I just recently read one of those articles about how the “new wave” of self-publishers “must” act, and it left me rolling my eyes. It said, instead of just writing, editing, and publishing something, and then working on a social media platform/blog, you should do it the other way around: blog first, become popular (literally, that was the whole step–oh, ok!), hope you still have time for the book you originally wanted to write.
I’ve seen that advice before, but today it just made me eyeroll particularly hard (because of course it’s as easy as “get popular.” Gag me). The advice was further to pick what you were going to write about–presumably the same thing that is your future book topic–and then write extensively on that narrow subject.
Now, don’t get me wrong, that totally works for some people. I met a woman at a conference who started her blog about kids’ photography, and it led to a book deal and stuff. Great. But guess what? She didn’t start the blog so she could eventually write a book; she started the blog because she wanted to be a blogger.
Anyway, back to the “write about one topic a lot” thing: most broadly, that means writing about a specific genre. But I think that’s locking yourself into a prison for no good reason: so your first book ends up being a steampunk romance, great, but what if you want to do a sci-fi horror for the second one? Do you have to spin off a totally different blog? Start all over again? Insanity!
Besides, sometimes the genre is stupidly hard to define. That’s one of the biggest problems with Undead Rising. What genre is it? It’s got zombies, so that’s sometimes horror, even though it’s maybe PG-13 level scary. Zombies are also supernatural, so it kinda fits in that arena. But it’s also funny, so does that make it humor? Except it turns out, weirdly, that most humor books are nonfiction, so that isn’t exactly a good fit. It’s a gamebook, which is awesome, except it’s a genre completely dominated by children’s books from the 1970s and that’s not exactly a section most people are familiar with… so what, exactly, would my one-genre blog be about?

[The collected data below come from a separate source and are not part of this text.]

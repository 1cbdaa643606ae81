//! The invalid-state fault.
//!
//! Reading the inactive variant of an [`Outcome`](crate::Outcome) is a contract
//! violation by the caller, not a domain failure. It is never folded into the
//! `Failure` channel: the checked readers raise it as a panic at the call site.

use thiserror::Error;

/// Which variant a checked reader expected to find.
#[derive(Debug, Clone, Copy, PartialEq, Eq, Error)]
pub enum InvalidState {
    #[error("the outcome is not a Success")]
    NotSuccess,
    #[error("the outcome is not a Failure")]
    NotFailure,
}

impl InvalidState {
    /// Name of the variant the reader expected.
    pub const fn expected(self) -> &'static str {
        match self {
            InvalidState::NotSuccess => "Success",
            InvalidState::NotFailure => "Failure",
        }
    }
}

/// Abort the current operation with `fault`.
#[cold]
#[track_caller]
pub(crate) fn raise(fault: InvalidState) -> ! {
    tracing::error!(expected = fault.expected(), "invalid outcome access");
    panic!("{fault}")
}

/// Abort the current operation with a caller-supplied message.
#[cold]
#[track_caller]
pub(crate) fn raise_with(fault: InvalidState, msg: &str) -> ! {
    tracing::error!(expected = fault.expected(), "invalid outcome access: {msg}");
    panic!("{msg}: {fault}")
}
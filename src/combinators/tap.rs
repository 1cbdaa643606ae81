use crate::Outcome;

impl<T, E> Outcome<T, E> {
    /// Calls `action` with the success value, then returns the outcome unchanged.
    ///
    /// # Examples
    ///
    /// ```rust
    /// use railway::Outcome;
    ///
    /// let mut seen = Vec::new();
    /// let x: Outcome<i32, &str> = Outcome::Success(3);
    /// let y = x.tap(|v| seen.push(*v));
    ///
    /// assert_eq!(y, Outcome::Success(3));
    /// assert_eq!(seen, vec![3]);
    /// ```
    #[inline]
    pub fn tap<F>(self, action: F) -> Self
    where
        F: FnOnce(&T),
    {
        if let Outcome::Success(value) = &self {
            action(value);
        }
        self
    }

    /// Calls `action` with the failure error, then returns the outcome unchanged.
    #[inline]
    pub fn tap_error<F>(self, action: F) -> Self
    where
        F: FnOnce(&E),
    {
        if let Outcome::Failure(error) = &self {
            action(error);
        }
        self
    }
}
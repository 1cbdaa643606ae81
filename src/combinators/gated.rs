use crate::{Gate, Outcome};

impl<T, E> Outcome<T, E> {
    /// Evaluates `gate` against the success value; `false` on a `Failure`.
    ///
    /// The gate is consumed without being evaluated when the outcome is a `Failure`.
    #[inline]
    pub(crate) fn admits_success<G: Gate<T>>(&self, gate: G) -> bool {
        match self {
            Outcome::Success(value) => gate.admits(value),
            Outcome::Failure(_) => false,
        }
    }

    /// Evaluates `gate` against the failure error; `false` on a `Success`.
    #[inline]
    pub(crate) fn admits_failure<G: Gate<E>>(&self, gate: G) -> bool {
        match self {
            Outcome::Success(_) => false,
            Outcome::Failure(error) => gate.admits(error),
        }
    }

    /// [`bind`](Self::bind) that only runs when `gate` admits the success value.
    ///
    /// A skipped step returns the outcome unchanged, so `f` keeps the success type.
    ///
    /// # Examples
    ///
    /// ```rust
    /// use railway::{Outcome, when_value};
    ///
    /// let cap = |v: i32| if v > 100 { Outcome::Failure("over cap") } else { Outcome::Success(v) };
    ///
    /// let small: Outcome<i32, &str> = Outcome::Success(5);
    /// assert_eq!(small.bind_if(false, cap), Outcome::Success(5));
    ///
    /// let large: Outcome<i32, &str> = Outcome::Success(500);
    /// assert_eq!(large.bind_if(when_value(|v: &i32| *v > 10), cap), Outcome::Failure("over cap"));
    /// ```
    pub fn bind_if<G, R, F>(self, gate: G, f: F) -> Self
    where
        G: Gate<T>,
        F: FnOnce(T) -> R,
        R: Into<Outcome<T, E>>,
    {
        if self.admits_success(gate) {
            self.bind(f)
        } else {
            self
        }
    }

    /// [`map`](Self::map) that only runs when `gate` admits the success value.
    pub fn map_if<G, F>(self, gate: G, f: F) -> Self
    where
        G: Gate<T>,
        F: FnOnce(T) -> T,
    {
        if self.admits_success(gate) {
            self.map(f)
        } else {
            self
        }
    }

    /// [`tap`](Self::tap) that only runs when `gate` admits the success value.
    pub fn tap_if<G, F>(self, gate: G, action: F) -> Self
    where
        G: Gate<T>,
        F: FnOnce(&T),
    {
        if self.admits_success(gate) {
            self.tap(action)
        } else {
            self
        }
    }

    /// [`tap_error`](Self::tap_error) that only runs when `gate` admits the error.
    ///
    /// ```rust
    /// use railway::{Outcome, when_value};
    ///
    /// let mut alerts = Vec::new();
    /// let x: Outcome<(), &str> = Outcome::Failure("disk full");
    /// let _ = x.tap_error_if(when_value(|e: &&str| e.starts_with("disk")), |e| alerts.push(*e));
    /// assert_eq!(alerts, vec!["disk full"]);
    /// ```
    pub fn tap_error_if<G, F>(self, gate: G, action: F) -> Self
    where
        G: Gate<E>,
        F: FnOnce(&E),
    {
        if self.admits_failure(gate) {
            self.tap_error(action)
        } else {
            self
        }
    }
}

#[cfg(test)]
mod tests {
    use crate::{Outcome, when, when_value};
    use std::cell::Cell;

    fn halve(v: i32) -> Outcome<i32, String> {
        if v % 2 == 0 {
            Outcome::Success(v / 2)
        } else {
            Outcome::Failure(format!("{v} is odd"))
        }
    }

    #[test]
    fn test_bind_if_fixed_gate() {
        let x: Outcome<i32, String> = Outcome::Success(8);
        assert_eq!(x.clone().bind_if(true, halve), Outcome::Success(4));
        assert_eq!(x.bind_if(false, halve), Outcome::Success(8));
    }

    #[test]
    fn test_bind_if_can_fail() {
        let x: Outcome<i32, String> = Outcome::Success(3);
        assert_eq!(x.bind_if(true, halve), Outcome::Failure("3 is odd".to_string()));
    }

    #[test]
    fn test_bind_if_lazy_gate_not_evaluated_on_failure() {
        let evaluated = Cell::new(false);
        let x: Outcome<i32, String> = Outcome::Failure("earlier".to_string());
        let out = x.bind_if(
            when(|| {
                evaluated.set(true);
                true
            }),
            halve,
        );

        assert_eq!(out, Outcome::Failure("earlier".to_string()));
        assert!(!evaluated.get());
    }

    #[test]
    fn test_bind_if_value_gate_not_evaluated_on_failure() {
        let evaluated = Cell::new(false);
        let x: Outcome<i32, String> = Outcome::Failure("earlier".to_string());
        let out = x.bind_if(
            when_value(|_: &i32| {
                evaluated.set(true);
                true
            }),
            halve,
        );

        assert_eq!(out, Outcome::Failure("earlier".to_string()));
        assert!(!evaluated.get());
    }

    #[test]
    fn test_map_if_value_gate() {
        let x: Outcome<i32, &str> = Outcome::Success(7);
        assert_eq!(x.map_if(when_value(|v: &i32| *v > 5), |v| v * 10), Outcome::Success(70));
        assert_eq!(x.map_if(when_value(|v: &i32| *v > 50), |v| v * 10), Outcome::Success(7));
    }

    #[test]
    fn test_map_if_lazy_gate() {
        let x: Outcome<i32, &str> = Outcome::Success(7);
        assert_eq!(x.map_if(when(|| false), |v| v + 1), Outcome::Success(7));
        assert_eq!(x.map_if(when(|| true), |v| v + 1), Outcome::Success(8));
    }

    #[test]
    fn test_tap_if_skips_failure() {
        let calls = Cell::new(0);
        let x: Outcome<i32, &str> = Outcome::Failure("boom");
        let out = x.tap_if(true, |_| calls.set(calls.get() + 1));

        assert_eq!(out, Outcome::Failure("boom"));
        assert_eq!(calls.get(), 0);
    }

    #[test]
    fn test_tap_if_gate_decides() {
        let calls = Cell::new(0);
        let x: Outcome<i32, &str> = Outcome::Success(1);
        let _ = x.tap_if(false, |_| calls.set(calls.get() + 1));
        let _ = x.tap_if(when_value(|v: &i32| *v == 1), |_| calls.set(calls.get() + 1));
        assert_eq!(calls.get(), 1);
    }

    #[test]
    fn test_tap_error_if_value_gate() {
        let seen = Cell::new(0);
        let x: Outcome<(), u16> = Outcome::Failure(503);
        let _ = x.tap_error_if(when_value(|code: &u16| *code >= 500), |code| seen.set(*code));
        assert_eq!(seen.get(), 503);
    }

    #[test]
    fn test_tap_error_if_gate_not_evaluated_on_success() {
        let evaluated = Cell::new(false);
        let x: Outcome<i32, u16> = Outcome::Success(1);
        let out = x.tap_error_if(
            when_value(|_: &u16| {
                evaluated.set(true);
                true
            }),
            |_| {},
        );

        assert_eq!(out, Outcome::Success(1));
        assert!(!evaluated.get());
    }
}
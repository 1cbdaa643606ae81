use std::cell::Cell;

use proptest::prelude::*;
use railway::{Outcome, when, when_value};

fn outcome_strategy() -> impl Strategy<Value = Outcome<i32, String>> {
    prop_oneof![
        any::<i32>().prop_map(Outcome::Success),
        "[a-z]{1,8}".prop_map(Outcome::Failure),
    ]
}

fn halve(x: i32) -> Outcome<i32, String> {
    if x % 2 == 0 {
        Outcome::Success(x / 2)
    } else {
        Outcome::Failure(format!("{x} is odd"))
    }
}

fn bounded(x: i32) -> Outcome<i32, String> {
    if x.unsigned_abs() < 1_000 {
        Outcome::Success(x.wrapping_mul(3))
    } else {
        Outcome::Failure("out of range".to_string())
    }
}

proptest! {
    #[test]
    fn map_identity(o in outcome_strategy()) {
        prop_assert_eq!(o.clone().map(|x| x), o);
    }

    #[test]
    fn map_composes(o in outcome_strategy()) {
        let f = |x: i32| x.wrapping_add(1);
        let g = |x: i32| x.wrapping_mul(2);
        prop_assert_eq!(o.clone().map(f).map(g), o.map(|x| g(f(x))));
    }

    #[test]
    fn bind_left_identity(x in any::<i32>()) {
        prop_assert_eq!(Outcome::<i32, String>::Success(x).bind(halve), halve(x));
    }

    #[test]
    fn bind_right_identity(o in outcome_strategy()) {
        prop_assert_eq!(o.clone().bind(Outcome::<i32, String>::Success), o);
    }

    #[test]
    fn bind_associative(o in outcome_strategy()) {
        let nested = o.clone().bind(|x| halve(x).bind(bounded));
        prop_assert_eq!(o.bind(halve).bind(bounded), nested);
    }

    #[test]
    fn failure_short_circuits(e in "[a-z]{1,8}", gate in any::<bool>()) {
        let calls = Cell::new(0);
        let bump = || calls.set(calls.get() + 1);
        let failure: Outcome<i32, String> = Outcome::Failure(e.clone());

        let out = failure
            .bind(|x| { bump(); Outcome::<i32, String>::Success(x) })
            .map(|x| { bump(); x })
            .ensure(|_| { bump(); true }, "unused".to_string())
            .tap_if(gate, |_| bump())
            .tap_if(when(|| { bump(); true }), |_| bump())
            .bind_if(when_value(|_: &i32| { bump(); true }), |x| { bump(); Outcome::<i32, String>::Success(x) });

        prop_assert_eq!(out, Outcome::Failure(e));
        prop_assert_eq!(calls.get(), 0);
    }

    #[test]
    fn success_skips_error_track(x in any::<i32>()) {
        let calls = Cell::new(0);
        let success: Outcome<i32, String> = Outcome::Success(x);

        let out = success
            .map_error(|e| { calls.set(calls.get() + 1); e.len() })
            .tap_error(|_| calls.set(calls.get() + 1))
            .tap_error_if(true, |_| calls.set(calls.get() + 1));

        prop_assert_eq!(out, Outcome::Success(x));
        prop_assert_eq!(calls.get(), 0);
    }

    #[test]
    fn ensure_matches_predicate(x in any::<i32>()) {
        let out = Outcome::<i32, String>::Success(x).ensure(|v| *v >= 0, "negative".to_string());
        if x >= 0 {
            prop_assert_eq!(out, Outcome::Success(x));
        } else {
            prop_assert_eq!(out, Outcome::Failure("negative".to_string()));
        }
    }

    #[test]
    fn fold_picks_branch(o in outcome_strategy()) {
        let expected = match &o {
            Outcome::Success(v) => format!("ok {v}"),
            Outcome::Failure(e) => format!("err {e}"),
        };
        prop_assert_eq!(o.fold(|v| format!("ok {v}"), |e| format!("err {e}")), expected);
    }

    #[test]
    fn gated_map_matches_plain_map_when_open(o in outcome_strategy()) {
        let f = |x: i32| x.wrapping_sub(7);
        prop_assert_eq!(o.clone().map_if(true, f), o.clone().map(f));
        prop_assert_eq!(o.clone().map_if(false, f), o);
    }

    #[test]
    fn result_conversion_round_trips(o in outcome_strategy()) {
        let result: Result<i32, String> = o.clone().into();
        prop_assert_eq!(Outcome::from(result), o);
    }
}

#[test]
fn failure_error_identity_is_preserved() {
    let error = Box::new(String::from("boom"));
    let addr: *const String = &*error;

    let out: Outcome<i32, Box<String>> = Outcome::<i32, Box<String>>::Failure(error)
        .bind(|x| Outcome::<i32, Box<String>>::Success(x + 1))
        .map(|x| x * 2)
        .ensure(|_| false, Box::new(String::from("other")))
        .tap_if(true, |_| {});

    let carried = out.unwrap_failure();
    assert!(std::ptr::eq(addr, &*carried));
}
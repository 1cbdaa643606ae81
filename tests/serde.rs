#![cfg(feature = "serde")]

use railway::Outcome;

#[test]
fn test_outcome_is_externally_tagged() {
    let ok: Outcome<u32, String> = Outcome::Success(3);
    let err: Outcome<u32, String> = Outcome::Failure("locked".into());

    assert_eq!(serde_json::to_string(&ok).unwrap(), r#"{"Success":3}"#);
    assert_eq!(serde_json::to_string(&err).unwrap(), r#"{"Failure":"locked"}"#);
}

#[test]
fn test_outcome_deserializes() {
    let parsed: Outcome<Vec<u8>, String> = serde_json::from_str(r#"{"Success":[1,2]}"#).unwrap();
    assert_eq!(parsed, Outcome::Success(vec![1, 2]));

    let rejected = serde_json::from_str::<Outcome<u8, String>>(r#"{"Pending":1}"#);
    assert!(rejected.is_err());
}
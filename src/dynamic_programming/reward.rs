use ndarray::{s, Array2, Array3, ArrayView1};
use serde::{Deserialize, Serialize};

use crate::error::{Result, SolveError};
use super::model::finite_entry;

/// Immediate reward structure of a model.
///
/// Both variants answer the same question through
/// [`RewardModel::expected_immediate_reward`]: what does the decision maker
/// expect to earn right now for taking `action` in `state`.
#[derive(Debug, Clone, PartialEq)]
pub enum RewardModel {
    /// `[S][A]`, the reward depends only on the decision made in a state.
    PerAction(Array2<f64>),
    /// `[S][A][S]`, the reward is earned on the transition to a destination.
    PerDestination(Array3<f64>),
}

impl RewardModel {
    /// Expected one-step reward given the transition row `P(action, state, .)`.
    ///
    /// For per-destination rewards this is itself an expectation over the next
    /// state, `sum_j P(a,i,j) * R(i,a,j)`.
    pub fn expected_immediate_reward(&self, state: usize, action: usize, row: ArrayView1<f64>) -> f64 {
        match self {
            RewardModel::PerAction(r) => r[[state, action]],
            RewardModel::PerDestination(r) => row.dot(&r.slice(s![state, action, ..])),
        }
    }

    pub(crate) fn validate(&self, n_states: usize, n_actions: usize) -> Result<()> {
        match self {
            RewardModel::PerAction(r) => {
                if r.dim() != (n_states, n_actions) {
                    return Err(SolveError::shape(
                        "per-action rewards",
                        format!("{:?}", (n_states, n_actions)),
                        format!("{:?}", r.dim()),
                    ));
                }
                for ((i, a), &x) in r.indexed_iter() {
                    finite_entry("rewards", &[i, a], x)?;
                }
            }
            RewardModel::PerDestination(r) => {
                if r.dim() != (n_states, n_actions, n_states) {
                    return Err(SolveError::shape(
                        "per-destination rewards",
                        format!("{:?}", (n_states, n_actions, n_states)),
                        format!("{:?}", r.dim()),
                    ));
                }
                for ((i, a, j), &x) in r.indexed_iter() {
                    finite_entry("rewards", &[i, a, j], x)?;
                }
            }
        }
        Ok(())
    }
}

/// JSON form of the reward table, `{"per_action": ...}` or `{"per_destination": ...}`.
#[derive(Debug, Clone, PartialEq, Serialize, Deserialize)]
#[serde(rename_all = "snake_case")]
pub enum RewardSpec {
    PerAction(Vec<Vec<f64>>),
    PerDestination(Vec<Vec<Vec<f64>>>),
}

impl RewardSpec {
    /// Builds the dense table, rejecting ragged input.
    pub fn into_model(self, n_states: usize, n_actions: usize) -> Result<RewardModel> {
        match self {
            RewardSpec::PerAction(rows) => {
                check_len("per-action rewards", n_states, rows.len())?;
                let mut flat = Vec::with_capacity(n_states * n_actions);
                for row in rows {
                    check_len("per-action reward row", n_actions, row.len())?;
                    flat.extend(row);
                }
                let table = Array2::from_shape_vec((n_states, n_actions), flat)
                    .map_err(|e| SolveError::shape("per-action rewards", "[S][A]", e))?;
                Ok(RewardModel::PerAction(table))
            }
            RewardSpec::PerDestination(blocks) => {
                check_len("per-destination rewards", n_states, blocks.len())?;
                let mut flat = Vec::with_capacity(n_states * n_actions * n_states);
                for block in blocks {
                    check_len("per-destination reward block", n_actions, block.len())?;
                    for row in block {
                        check_len("per-destination reward row", n_states, row.len())?;
                        flat.extend(row);
                    }
                }
                let table = Array3::from_shape_vec((n_states, n_actions, n_states), flat)
                    .map_err(|e| SolveError::shape("per-destination rewards", "[S][A][S]", e))?;
                Ok(RewardModel::PerDestination(table))
            }
        }
    }
}

fn check_len(what: &'static str, expected: usize, found: usize) -> Result<()> {
    if expected == found {
        Ok(())
    } else {
        Err(SolveError::shape(what, expected, found))
    }
}
//! Optimal policies for small, fully enumerated Markov Decision Processes.
//!
//! Two solvers share one [`Model`]: backward induction over a fixed horizon
//! ([`solve_finite`]) and value iteration to the discounted fixed point
//! ([`solve_infinite`]).
//!
//! ```
//! use markov_dp::{solve_infinite, Model, RewardModel, ValueIterationConfig};
//! use ndarray::{arr2, Array3};
//!
//! let mut p = Array3::zeros((2, 2, 2));
//! p[[0, 0, 0]] = 1.0;
//! p[[0, 1, 1]] = 1.0;
//! p[[1, 0, 1]] = 1.0;
//! p[[1, 1, 0]] = 1.0;
//! let model = Model::unlabelled(p, RewardModel::PerAction(arr2(&[[1.0, 0.0], [0.0, 1.0]]))).unwrap();
//! let sol = solve_infinite(&model, &ValueIterationConfig::new(0.9, 1e-6, 1_000), None).unwrap();
//! assert!(sol.converged());
//! assert!((sol.values()[0] - 10.0).abs() < 1e-4);
//! ```
use std::fs::File;
use std::io::BufReader;
use std::path::Path;

pub mod config;
pub mod dynamic_programming;
pub mod error;
pub mod logging;
pub mod solution;

pub use config::{SolverConfig, TieBreak};
pub use dynamic_programming::finite::{solve_finite, solve_finite_with, FiniteSolution, Horizon, TerminalValue};
pub use dynamic_programming::infinite::{solve_infinite, solve_infinite_with, InfiniteSolution, ValueIterationConfig};
pub use dynamic_programming::model::{Model, ModelSpec, TransitionPair, TransitionSpec, ROW_SUM_TOLERANCE};
pub use dynamic_programming::observer::{DeltaHistory, Observer, Progress, Silent};
pub use dynamic_programming::reward::{RewardModel, RewardSpec};
pub use error::{Result, SolveError};
pub use solution::{Convergence, Solution, SolutionDocument};

pub fn read_model_json<P: AsRef<Path>>(path: P) -> Result<Model> {
    let file = File::open(path)?;
    let reader = BufReader::new(file);
    let spec: ModelSpec = serde_json::from_reader(reader)?;
    Model::from_spec(spec)
}

pub fn read_config_json<P: AsRef<Path>>(path: P) -> Result<SolverConfig> {
    let file = File::open(path)?;
    let reader = BufReader::new(file);
    let u = serde_json::from_reader(reader)?;
    Ok(u)
}
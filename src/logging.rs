//! Log initialisation for the `mdp-solve` binary.
//!
//! Logs go to stderr; stdout is reserved for the JSON solution. `RUST_LOG`
//! overrides the level chosen from the `-v` count.
use tracing_subscriber::EnvFilter;

pub fn level_for(verbosity: u64) -> &'static str {
    match verbosity {
        0 => "warn",
        1 => "info",
        2 => "debug",
        _ => "trace",
    }
}

pub fn init_logging(verbosity: u64) {
    let level = level_for(verbosity);
    let filter = EnvFilter::try_from_default_env()
        .unwrap_or_else(|_| EnvFilter::new(format!("markov_dp={0},mdp_solve={0}", level)));
    // a subscriber may already be installed when called from tests
    let _ = tracing_subscriber::fmt()
        .with_env_filter(filter)
        .with_writer(std::io::stderr)
        .with_target(false)
        .try_init();
}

I guarantee you if I had to talk exclusively about zombies, this blog would have died a long time ago.
The conventional publishing wisdom is contradictory here, too. Officially, you pick a genre and you just write in that genre until your hands fall off. It used to be if you wanted to write in a different genre, your publisher would frown on that and your new stuff wouldn’t be published; you were only “known” in one arena. Except… if you got famous, then it was back to whatever you wanted, apparently. All my favorite authors right now may be best known for a certain thing, but they cross genres at will, following whatever they are interested in: Neil Gaiman (comics, children’s books, YA, adult novels); Brad Meltzer (historical fiction, superhero comics, children’s picture books); Margaret Atwood (dystopian fiction that she likes to call literary fiction, short stories, fantasy); and Jim Butcher (urban fantasy, role playing games, comic books, steampunk).
So I say….write what you want. Following your passion is far more interesting and more likely to keep you motivated. Who cares what the box is supposed to be? Just go for it. Make the box fit you, not the other way around.